Required work
What lines in the records below contain the string "Some"? Copy every one.

Collected data entries:
--- START ---

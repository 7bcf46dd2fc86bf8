//! # Lichess Leaderboard
//!
//! Chat bot that builds per-team leaderboards from Lichess Swiss tournaments.
//!
//! ## Architecture
//!
//! - **models**: Core data structures (games, tallies, team tables)
//! - **pgn**: Game header parsing
//! - **calculate**: Per-tournament win/draw/loss tabulation
//! - **aggregate**: Incremental per-team aggregation and in-process state
//! - **leaderboard**: Sorting and rendering (text chunks, PNG)
//! - **lichess**: Lichess API client
//! - **fetch**: HTTP fetching
//! - **bot**: Chat commands and the Discord transport
//! - **config**: Configuration loading and validation

pub mod aggregate;
pub mod bot;
pub mod calculate;
pub mod config;
pub mod cooldown;
pub mod fetch;
pub mod leaderboard;
pub mod lichess;
pub mod models;
pub mod pgn;

pub use models::*;

use std::time::Duration;

/// Parse a human-friendly duration string (e.g., "6h", "30m", "90s").
pub fn parse_duration(s: &str) -> Option<Duration> {
    let s = s.trim();
    if s.is_empty() {
        return None;
    }

    let (num_str, multiplier) = if let Some(n) = s.strip_suffix('h') {
        (n, 3600)
    } else if let Some(n) = s.strip_suffix('m') {
        (n, 60)
    } else if let Some(n) = s.strip_suffix('s') {
        (n, 1)
    } else {
        // Default to seconds
        (s, 1)
    };

    let num: u64 = num_str.parse().ok()?;
    num.checked_mul(multiplier).map(Duration::from_secs)
}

--- END ---

Solution
    let (num_str, multiplier) = if let Some(n) = s.strip_suffix('h') {
    } else if let Some(n) = s.strip_suffix('m') {
    } else if let Some(n) = s.strip_suffix('s') {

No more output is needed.